Top of Supplied material
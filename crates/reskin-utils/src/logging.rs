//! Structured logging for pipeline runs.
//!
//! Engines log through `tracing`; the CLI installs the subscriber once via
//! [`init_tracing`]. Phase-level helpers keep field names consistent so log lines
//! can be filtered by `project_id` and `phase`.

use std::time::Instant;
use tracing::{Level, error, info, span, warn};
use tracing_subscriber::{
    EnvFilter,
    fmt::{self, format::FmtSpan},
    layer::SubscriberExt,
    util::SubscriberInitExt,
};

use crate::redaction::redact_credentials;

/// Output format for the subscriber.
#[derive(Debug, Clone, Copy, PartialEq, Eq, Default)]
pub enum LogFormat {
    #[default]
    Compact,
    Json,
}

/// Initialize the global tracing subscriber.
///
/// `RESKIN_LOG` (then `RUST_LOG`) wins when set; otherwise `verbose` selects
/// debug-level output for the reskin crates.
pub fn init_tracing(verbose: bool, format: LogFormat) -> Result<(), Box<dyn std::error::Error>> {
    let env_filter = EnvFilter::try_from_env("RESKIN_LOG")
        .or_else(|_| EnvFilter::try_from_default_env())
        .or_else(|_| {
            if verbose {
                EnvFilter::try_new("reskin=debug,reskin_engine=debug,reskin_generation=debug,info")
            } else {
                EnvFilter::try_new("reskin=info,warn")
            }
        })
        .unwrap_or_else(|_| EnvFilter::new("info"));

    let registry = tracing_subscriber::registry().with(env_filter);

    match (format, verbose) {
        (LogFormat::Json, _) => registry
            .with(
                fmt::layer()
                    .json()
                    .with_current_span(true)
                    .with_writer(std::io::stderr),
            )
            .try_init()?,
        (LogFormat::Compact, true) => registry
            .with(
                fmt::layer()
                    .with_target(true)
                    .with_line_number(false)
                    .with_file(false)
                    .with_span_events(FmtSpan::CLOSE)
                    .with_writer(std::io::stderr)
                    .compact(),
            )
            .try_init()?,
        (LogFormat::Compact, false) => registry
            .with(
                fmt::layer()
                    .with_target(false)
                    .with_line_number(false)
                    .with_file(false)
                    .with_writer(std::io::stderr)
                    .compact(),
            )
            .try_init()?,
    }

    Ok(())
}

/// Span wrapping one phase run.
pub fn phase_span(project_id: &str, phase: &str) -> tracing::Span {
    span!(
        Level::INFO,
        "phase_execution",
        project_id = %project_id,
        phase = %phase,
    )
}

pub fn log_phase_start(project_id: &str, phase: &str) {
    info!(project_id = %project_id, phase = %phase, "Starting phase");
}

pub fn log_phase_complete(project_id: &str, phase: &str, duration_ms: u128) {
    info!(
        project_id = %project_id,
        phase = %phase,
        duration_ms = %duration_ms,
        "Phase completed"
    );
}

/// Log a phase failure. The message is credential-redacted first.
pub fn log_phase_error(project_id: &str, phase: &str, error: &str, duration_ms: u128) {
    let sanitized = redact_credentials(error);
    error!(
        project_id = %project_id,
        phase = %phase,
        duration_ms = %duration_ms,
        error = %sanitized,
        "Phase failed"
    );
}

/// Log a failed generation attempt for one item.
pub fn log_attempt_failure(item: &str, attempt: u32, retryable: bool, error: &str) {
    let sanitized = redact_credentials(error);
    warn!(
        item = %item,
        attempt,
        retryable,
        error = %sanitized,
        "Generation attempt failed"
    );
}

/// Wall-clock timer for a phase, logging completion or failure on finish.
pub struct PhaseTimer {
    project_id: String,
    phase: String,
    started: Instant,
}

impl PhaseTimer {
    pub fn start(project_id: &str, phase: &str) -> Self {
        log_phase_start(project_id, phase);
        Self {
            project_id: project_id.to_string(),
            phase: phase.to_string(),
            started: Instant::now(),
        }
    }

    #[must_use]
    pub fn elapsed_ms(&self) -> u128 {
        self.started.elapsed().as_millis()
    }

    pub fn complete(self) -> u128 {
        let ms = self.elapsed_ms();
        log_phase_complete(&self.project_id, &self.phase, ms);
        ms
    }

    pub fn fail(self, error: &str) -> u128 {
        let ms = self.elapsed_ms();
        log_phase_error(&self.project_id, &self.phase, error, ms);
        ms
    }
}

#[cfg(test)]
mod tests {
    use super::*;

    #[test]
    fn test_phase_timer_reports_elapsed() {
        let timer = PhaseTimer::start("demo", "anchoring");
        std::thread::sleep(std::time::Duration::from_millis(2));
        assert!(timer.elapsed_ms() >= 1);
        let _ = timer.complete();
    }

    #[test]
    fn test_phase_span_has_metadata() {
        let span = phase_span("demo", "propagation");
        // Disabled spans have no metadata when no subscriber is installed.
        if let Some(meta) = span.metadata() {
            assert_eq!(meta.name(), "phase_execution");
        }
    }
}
Bottom of Supplied material
Description of the task:
Without changing anything, repeat every record above.

Task answer:
filename crates/reskin-utils/src/logging.rs
//! Structured logging for pipeline runs.
//!
//! Engines log through `tracing`; the CLI installs the subscriber once via
//! [`init_tracing`]. Phase-level helpers keep field names consistent so log lines
//! can be filtered by `project_id` and `phase`.

use std::time::Instant;
use tracing::{Level, error, info, span, warn};
use tracing_subscriber::{
    EnvFilter,
    fmt::{self, format::FmtSpan},
    layer::SubscriberExt,
    util::SubscriberInitExt,
};

use crate::redaction::redact_credentials;

/// Output format for the subscriber.
#[derive(Debug, Clone, Copy, PartialEq, Eq, Default)]
pub enum LogFormat {
    #[default]
    Compact,
    Json,
}

/// Initialize the global tracing subscriber.
///
/// `RESKIN_LOG` (then `RUST_LOG`) wins when set; otherwise `verbose` selects
/// debug-level output for the reskin crates.
pub fn init_tracing(verbose: bool, format: LogFormat) -> Result<(), Box<dyn std::error::Error>> {
    let env_filter = EnvFilter::try_from_env("RESKIN_LOG")
        .or_else(|_| EnvFilter::try_from_default_env())
        .or_else(|_| {
            if verbose {
                EnvFilter::try_new("reskin=debug,reskin_engine=debug,reskin_generation=debug,info")
            } else {
                EnvFilter::try_new("reskin=info,warn")
            }
        })
        .unwrap_or_else(|_| EnvFilter::new("info"));

    let registry = tracing_subscriber::registry().with(env_filter);

    match (format, verbose) {
        (LogFormat::Json, _) => registry
            .with(
                fmt::layer()
                    .json()
                    .with_current_span(true)
                    .with_writer(std::io::stderr),
            )
            .try_init()?,
        (LogFormat::Compact, true) => registry
            .with(
                fmt::layer()
                    .with_target(true)
                    .with_line_number(false)
                    .with_file(false)
                    .with_span_events(FmtSpan::CLOSE)
                    .with_writer(std::io::stderr)
                    .compact(),
            )
            .try_init()?,
        (LogFormat::Compact, false) => registry
            .with(
                fmt::layer()
                    .with_target(false)
                    .with_line_number(false)
                    .with_file(false)
                    .with_writer(std::io::stderr)
                    .compact(),
            )
            .try_init()?,
    }

    Ok(())
}

/// Span wrapping one phase run.
pub fn phase_span(project_id: &str, phase: &str) -> tracing::Span {
    span!(
        Level::INFO,
        "phase_execution",
        project_id = %project_id,
        phase = %phase,
    )
}

pub fn log_phase_start(project_id: &str, phase: &str) {
    info!(project_id = %project_id, phase = %phase, "Starting phase");
}

pub fn log_phase_complete(project_id: &str, phase: &str, duration_ms: u128) {
    info!(
        project_id = %project_id,
        phase = %phase,
        duration_ms = %duration_ms,
        "Phase completed"
    );
}

/// Log a phase failure. The message is credential-redacted first.
pub fn log_phase_error(project_id: &str, phase: &str, error: &str, duration_ms: u128) {
    let sanitized = redact_credentials(error);
    error!(
        project_id = %project_id,
        phase = %phase,
        duration_ms = %duration_ms,
        error = %sanitized,
        "Phase failed"
    );
}

/// Log a failed generation attempt for one item.
pub fn log_attempt_failure(item: &str, attempt: u32, retryable: bool, error: &str) {
    let sanitized = redact_credentials(error);
    warn!(
        item = %item,
        attempt,
        retryable,
        error = %sanitized,
        "Generation attempt failed"
    );
}

/// Wall-clock timer for a phase, logging completion or failure on finish.
pub struct PhaseTimer {
    project_id: String,
    phase: String,
    started: Instant,
}

impl PhaseTimer {
    pub fn start(project_id: &str, phase: &str) -> Self {
        log_phase_start(project_id, phase);
        Self {
            project_id: project_id.to_string(),
            phase: phase.to_string(),
            started: Instant::now(),
        }
    }

    #[must_use]
    pub fn elapsed_ms(&self) -> u128 {
        self.started.elapsed().as_millis()
    }

    pub fn complete(self) -> u128 {
        let ms = self.elapsed_ms();
        log_phase_complete(&self.project_id, &self.phase, ms);
        ms
    }

    pub fn fail(self, error: &str) -> u128 {
        let ms = self.elapsed_ms();
        log_phase_error(&self.project_id, &self.phase, error, ms);
        ms
    }
}

#[cfg(test)]
mod tests {
    use super::*;

    #[test]
    fn test_phase_timer_reports_elapsed() {
        let timer = PhaseTimer::start("demo", "anchoring");
        std::thread::sleep(std::time::Duration::from_millis(2));
        assert!(timer.elapsed_ms() >= 1);
        let _ = timer.complete();
    }

    #[test]
    fn test_phase_span_has_metadata() {
        let span = phase_span("demo", "propagation");
        // Disabled spans have no metadata when no subscriber is installed.
        if let Some(meta) = span.metadata() {
            assert_eq!(meta.name(), "phase_execution");
        }
    }
}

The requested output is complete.